By using queries you can build a simple request-response mechanism to gather health data or any kind of information you may need to receive from members of your cluster.
While Serf does not provide full spectre of Service Discovery features, it easily fits in a role of Building block for Service Discovery, providing the information about what nodes are alive, what addresses do they have and what services do they provide.
We made a simple demo to show how application server may react on DB failure. When DB node fails or goes down we want our app to show fancy maintenance mode page to users. We are going to build the solution using Serf and Nginx as a web server on application node. Nginx configuration is pretty default, when there is a maintenance.txt file in a document root directory, we are returning service unavailable HTTP status code and show a maintenance page.
Shutdown of DB node, triggers member-failed event, that gets quickly propagated within this small Serf cluster. Event handler script is simple. It creates maintenance.txt file in a document root causing nginx to show Service Unavailable page.
When DB node brings up, member-join event handler removes that file and Nginx starts to perform in a normal mode. We made a short video to show Serf in action.

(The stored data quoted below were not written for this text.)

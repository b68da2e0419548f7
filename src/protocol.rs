//! JSON bodies exchanged between nodes and with local clients.

use crate::types::{Account, Block, Hash, PeerNode, Transaction};
use serde::{Deserialize, Serialize};
use std::collections::{BTreeMap, HashMap};

pub const ENDPOINT_BALANCES_LIST: &str = "/balances/list";
pub const ENDPOINT_TX_ADD: &str = "/tx/add";
pub const ENDPOINT_STATUS: &str = "/node/status";
pub const ENDPOINT_SYNC: &str = "/node/sync";
pub const ENDPOINT_SYNC_QUERY_KEY_FROM_BLOCK: &str = "fromBlock";
pub const ENDPOINT_ADD_PEER: &str = "/node/peer";
pub const ENDPOINT_ADD_PEER_QUERY_KEY_IP: &str = "ip";
pub const ENDPOINT_ADD_PEER_QUERY_KEY_PORT: &str = "port";

#[derive(Clone, Debug, PartialEq, Eq, Deserialize, Serialize)]
pub struct ErrRes {
    pub error: String,
}

#[derive(Clone, Debug, PartialEq, Eq, Deserialize, Serialize)]
pub struct BalancesRes {
    pub block_hash: Hash,
    pub balances: BTreeMap<Account, u64>,
}

#[derive(Clone, Debug, PartialEq, Eq, Deserialize, Serialize)]
pub struct TxAddReq {
    pub from: Account,
    pub to: Account,
    pub value: u64,
    #[serde(default)]
    pub data: String,
}

impl From<TxAddReq> for Transaction {
    fn from(request: TxAddReq) -> Self {
        Transaction::new(request.from, request.to, request.value, request.data)
    }
}

#[derive(Clone, Debug, PartialEq, Eq, Deserialize, Serialize)]
pub struct TxAddRes {
    pub block_hash: Hash,
}

#[derive(Clone, Debug, PartialEq, Eq, Deserialize, Serialize)]
pub struct StatusRes {
    pub block_hash: Hash,
    pub block_number: u64,
    pub peers_known: HashMap<String, PeerNode>,
}

#[derive(Clone, Debug, PartialEq, Eq, Deserialize, Serialize)]
pub struct SyncRes {
    pub blocks: Vec<Block>,
}

#[derive(Clone, Debug, Default, PartialEq, Eq, Deserialize, Serialize)]
pub struct AddPeerRes {
    pub success: bool,
    pub error: String,
}

#[derive(Clone, Debug, Default, Deserialize)]
pub struct SyncQuery {
    #[serde(rename = "fromBlock", default)]
    pub from_block: String,
}

#[derive(Clone, Debug, Default, Deserialize)]
pub struct AddPeerQuery {
    #[serde(default)]
    pub ip: String,
    #[serde(default)]
    pub port: String,
}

While Serf is a low level solution of Service Discovery problem, Hashicorp offers a high level, more complex and feature rich product - Consul.

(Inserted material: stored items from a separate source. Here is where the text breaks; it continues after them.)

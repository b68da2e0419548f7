use crate::types::{Account, Hash};
use thiserror::Error;

pub type Result<T> = std::result::Result<T, Error>;

#[derive(Debug, Error)]
pub enum Error {
    #[error("I/O error: {0}")]
    Io(#[from] std::io::Error),
    #[error("JSON error: {0}")]
    Json(#[from] serde_json::Error),
    #[error("Invalid hash: {0}")]
    InvalidHash(String),
    #[error("Corrupt block log record at line {line} - Reason: {reason}")]
    CorruptRecord { line: usize, reason: String },
    #[error("Next expected block must be {expected}, not {got}")]
    BlockNumberMismatch { expected: u64, got: u64 },
    #[error("Block number {0} leaves no room for a successor")]
    BlockNumberExhausted(u64),
    #[error("Next block parent hash must be {expected}, not {got}")]
    ParentMismatch { expected: Hash, got: Hash },
    #[error("Insufficient balance of {account}: has {balance}, needs {value}")]
    InsufficientBalance {
        account: Account,
        balance: u64,
        value: u64,
    },
    #[error("Balance of {0} would overflow")]
    BalanceOverflow(Account),
    #[error("HTTP client error: {0}")]
    Http(#[from] reqwest::Error),
    #[error("Peer {0} answered with error: {1}")]
    RemoteError(String, String),
    #[error("Peer {0} unreachable: {1}")]
    PeerUnreachable(String, String),
    #[error("Unable to join known peers of {0}: {1}")]
    PeerRegistration(String, String),
    #[error("Channel failure for: {0} - Failure: {1}")]
    ChannelFailure(String, String),
    #[error("Failed to bind API to {0}: {1}")]
    Bind(String, String),
}

impl Error {
    /// The block does not extend the current tip.
    pub fn is_continuity(&self) -> bool {
        matches!(
            self,
            Error::BlockNumberMismatch { .. }
                | Error::BlockNumberExhausted(_)
                | Error::ParentMismatch { .. }
        )
    }

    /// A transaction could not be applied to the balances.
    pub fn is_balance(&self) -> bool {
        matches!(
            self,
            Error::InsufficientBalance { .. } | Error::BalanceOverflow(_)
        )
    }

    /// Caused by the caller's input rather than by this node.
    pub fn is_rejection(&self) -> bool {
        self.is_continuity()
            || self.is_balance()
            || matches!(self, Error::InvalidHash(_) | Error::Json(_))
    }
}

Problems being solved by consul are: Service Discovery, Health Checking, Multi Datacenter clusters and Data storage.
Consul clients can provide a service, such as api or mysql, and other clients can use Consul to discover providers of a given service. Using either DNS or HTTP, applications can easily find the services they depend upon.
Consul clients can provide any number of health checks, either associated with a given service ("is the webserver returning 200 OK"), or with the local node ("is memory utilization below 90%"). Combining Service Discovery information and Health Checks you can automatically route traffic away from failing members.

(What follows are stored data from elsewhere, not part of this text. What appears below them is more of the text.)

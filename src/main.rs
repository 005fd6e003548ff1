use clap::{Parser, Subcommand};
use std::fs::{self, File};
use std::io::{BufWriter, Write};
use std::path::{Path, PathBuf};
use std::sync::mpsc::{self, Receiver};
use thumbgen::cache::{CacheLocator, CacheStats};
use thumbgen::config::{self, AppConfig};
use thumbgen::imaging::{OutputFormat, RustCodec};
use thumbgen::service::{ThumbnailEvent, ThumbnailRequest, ThumbnailService};
use thumbgen::watermark::WatermarkCompositor;
use thumbgen::{output, scan};

/// Shared flags for commands that produce thumbnails. Each one overrides the
/// matching config file value.
#[derive(clap::Args, Clone)]
struct ThumbArgs {
    /// Thumbnail width in pixels
    #[arg(long)]
    width: Option<u32>,

    /// Thumbnail height in pixels
    #[arg(long)]
    height: Option<u32>,

    /// Output format (gif, jpg, png)
    #[arg(long)]
    format: Option<OutputFormat>,

    /// Encoding quality, 0-100
    #[arg(long)]
    quality: Option<u32>,

    /// Cache thumbnails in this existing directory
    #[arg(long)]
    cache_dir: Option<PathBuf>,

    /// Seconds a cached thumbnail stays valid (0 = until the source changes)
    #[arg(long)]
    cache_duration: Option<u64>,

    /// PNG watermark to composite onto every thumbnail
    #[arg(long)]
    watermark: Option<PathBuf>,

    /// Watermark opacity, 0-100 (needs a watermark from --watermark or the config)
    #[arg(long)]
    watermark_opacity: Option<u32>,
}

#[derive(Parser)]
#[command(name = "thumbgen")]
#[command(about = "Fixed-size thumbnails with disk caching and tiled watermarks")]
#[command(long_about = "\
Fixed-size thumbnails with disk caching and tiled watermarks

Sources (GIF, JPEG, PNG) are scaled to cover the requested size and the
overflow is cropped equally from both sides, so every thumbnail has exactly
the requested dimensions.

Settings come from thumbgen.toml when present; command line flags override
the file. Cached thumbnails are named <stem>_<width>x<height>.<format>.

Run 'thumbgen gen-config' to generate a documented thumbgen.toml.")]
#[command(version)]
struct Cli {
    /// Config file (optional; stock defaults apply when missing)
    #[arg(long, default_value = config::CONFIG_FILENAME, global = true)]
    config: PathBuf,

    #[command(subcommand)]
    command: Command,
}

#[derive(Subcommand)]
enum Command {
    /// Create one thumbnail
    Thumbnail {
        /// Source image
        source: PathBuf,
        /// File to write the thumbnail to
        #[arg(long, short)]
        output: PathBuf,
        #[command(flatten)]
        args: ThumbArgs,
    },
    /// Create thumbnails for every image under a directory
    Batch {
        /// Directory to search for gif/jpg/jpeg/png files
        dir: PathBuf,
        /// Directory the thumbnails are written to
        #[arg(long)]
        output_dir: PathBuf,
        #[command(flatten)]
        args: ThumbArgs,
    },
    /// Print the cache file a source maps to and whether it is fresh
    CachePath {
        /// Source image
        source: PathBuf,
        #[command(flatten)]
        args: ThumbArgs,
    },
    /// Print a stock thumbgen.toml with all options documented
    GenConfig,
}

fn main() -> Result<(), Box<dyn std::error::Error>> {
    let cli = Cli::parse();

    match cli.command {
        Command::Thumbnail {
            source,
            output: target,
            args,
        } => {
            let (tx, rx) = mpsc::channel();
            let mut service = build_service(&cli.config, &args)?.with_events(tx);

            output::print_source_header(&source);
            let result = service.get_thumbnail(&source, &ThumbnailRequest::new());
            drain_events(&rx);
            let format = result?.format;

            let mut writer = BufWriter::new(File::create(&target)?);
            service.output_thumbnail(&mut writer)?;
            writer.flush()?;
            output::print_written(&target, format);
        }
        Command::Batch {
            dir,
            output_dir,
            args,
        } => {
            let sources = scan::find_source_images(&dir)?;
            fs::create_dir_all(&output_dir)?;

            let (tx, rx) = mpsc::channel();
            let mut service = build_service(&cli.config, &args)?.with_events(tx);
            let request = ThumbnailRequest::new();
            let resolved = service.resolve(&request);
            let targets = CacheLocator::new(&output_dir);

            let mut stats = CacheStats::default();
            let mut failures = 0;
            for source in &sources {
                output::print_source_header(source);
                let result = service
                    .get_thumbnail(source, &request)
                    .map(|data| data.bytes.clone());
                for event in drain_events(&rx) {
                    match event {
                        ThumbnailEvent::CacheHit { .. } => stats.hit(),
                        ThumbnailEvent::Generated { .. } => stats.miss(),
                        _ => {}
                    }
                }

                match result {
                    Ok(bytes) => {
                        let target = targets.path(source, resolved.dimensions, resolved.format);
                        fs::write(&target, bytes)?;
                        output::print_written(&target, resolved.format);
                    }
                    Err(e) => {
                        eprintln!("    Error: {e}");
                        failures += 1;
                    }
                }
            }
            output::print_batch_summary(&stats, failures);
        }
        Command::CachePath { source, args } => {
            let service = build_service(&cli.config, &args)?;
            let request = ThumbnailRequest::new();
            let path = service.cache_path(&source, &request);
            let fresh = service.is_cached(&source, &request);
            output::print_cache_path(path.as_deref(), fresh);
        }
        Command::GenConfig => {
            print!("{}", config::stock_config_toml());
        }
    }

    Ok(())
}

/// Load the config file, apply flag overrides, and build the service.
fn build_service(
    config_path: &Path,
    args: &ThumbArgs,
) -> Result<ThumbnailService<RustCodec>, Box<dyn std::error::Error>> {
    let AppConfig {
        mut thumbnail,
        watermark,
    } = config::load_config(config_path)?;

    if let Some(width) = args.width {
        thumbnail.width = width;
    }
    if let Some(height) = args.height {
        thumbnail.height = height;
    }
    if let Some(format) = args.format {
        thumbnail.format = format;
    }
    if let Some(dir) = &args.cache_dir {
        thumbnail.cache.enabled = true;
        thumbnail.cache.directory = Some(dir.clone());
    }
    if let Some(duration) = args.cache_duration {
        thumbnail.cache.duration = duration;
    }

    let mut service = ThumbnailService::with_config(thumbnail)?;
    if let Some(quality) = args.quality {
        service.set_quality(quality)?;
    }

    let watermark = config::override_watermark(
        watermark,
        args.watermark.as_deref(),
        args.watermark_opacity,
    )?;
    if let Some(watermark) = watermark {
        service.set_watermark(Some(WatermarkCompositor::load(&RustCodec, watermark)?));
    }

    Ok(service)
}

/// Print and return every event queued since the last call.
fn drain_events(rx: &Receiver<ThumbnailEvent>) -> Vec<ThumbnailEvent> {
    let events: Vec<ThumbnailEvent> = rx.try_iter().collect();
    for event in &events {
        output::print_event(event);
    }
    events
}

Consul supports multiple datacenters out of the box. This means users of Consul do not have to worry about building additional layers of abstraction to grow to multiple regions.
Consul has built-in key/value storage which can be used for any number of purposes such as dynamic configuration, feature flagging, coordinaion, leader election and so on. The simple HTTP API makes it easy to use.
This is a typical cluster using Consul schema. It includes two datacenters, 3 Consul servers and some number of clients in each. Client communicate with each other and consul servers using Gossip protocol. Consul servers provide cluster operation and key value storage.
Let’s compare Serf and Consul. While Serf is fully decentralized and does not require any central servers, Consul requires to run at least one, 3 or five is better to achieve redundancy, servers to provide cluster operation and it’s services. Out of the box Serf provides only dead or alive health check, while Consul has a lot of built in health checks. Serf (gossip protocol actually) is designed to operate within LAN, but it is possible to use it over WAN but with degraded performance. Consul has built-in multi datacenter support. Serf is more flexible, general-purpose tool, a building block for Service Discovery solutions
To sum everything up. Nowdays, configurations can be dynamic, and can he interpeted as a code.
By the way, Hashicorp supports a bunch of great tools, they are: vagrant - tool to create and configure reproducible development environments under virtualbox, vmware, docker and most of common cloud providers. We used vagrant to spin up virtual machines in demo videos. Packer is a tool for creating images for platforms like Amazon AWS, Openstack, VMware from a single configuration file. Terraform is aimed to infrastructure management. Vault is secure storage for sensitive information like access keys, tokens and passwords. Nomad was created to manage and schedule applicaiton on given resources provided for example by Terraform. And the last one is Otto a tool capable of automatically detecting your application type, creating development environment for and managing process of its deployment. So as you can see Good corporation Hashicorp has many tools to make developer’s or devops’s life much easier.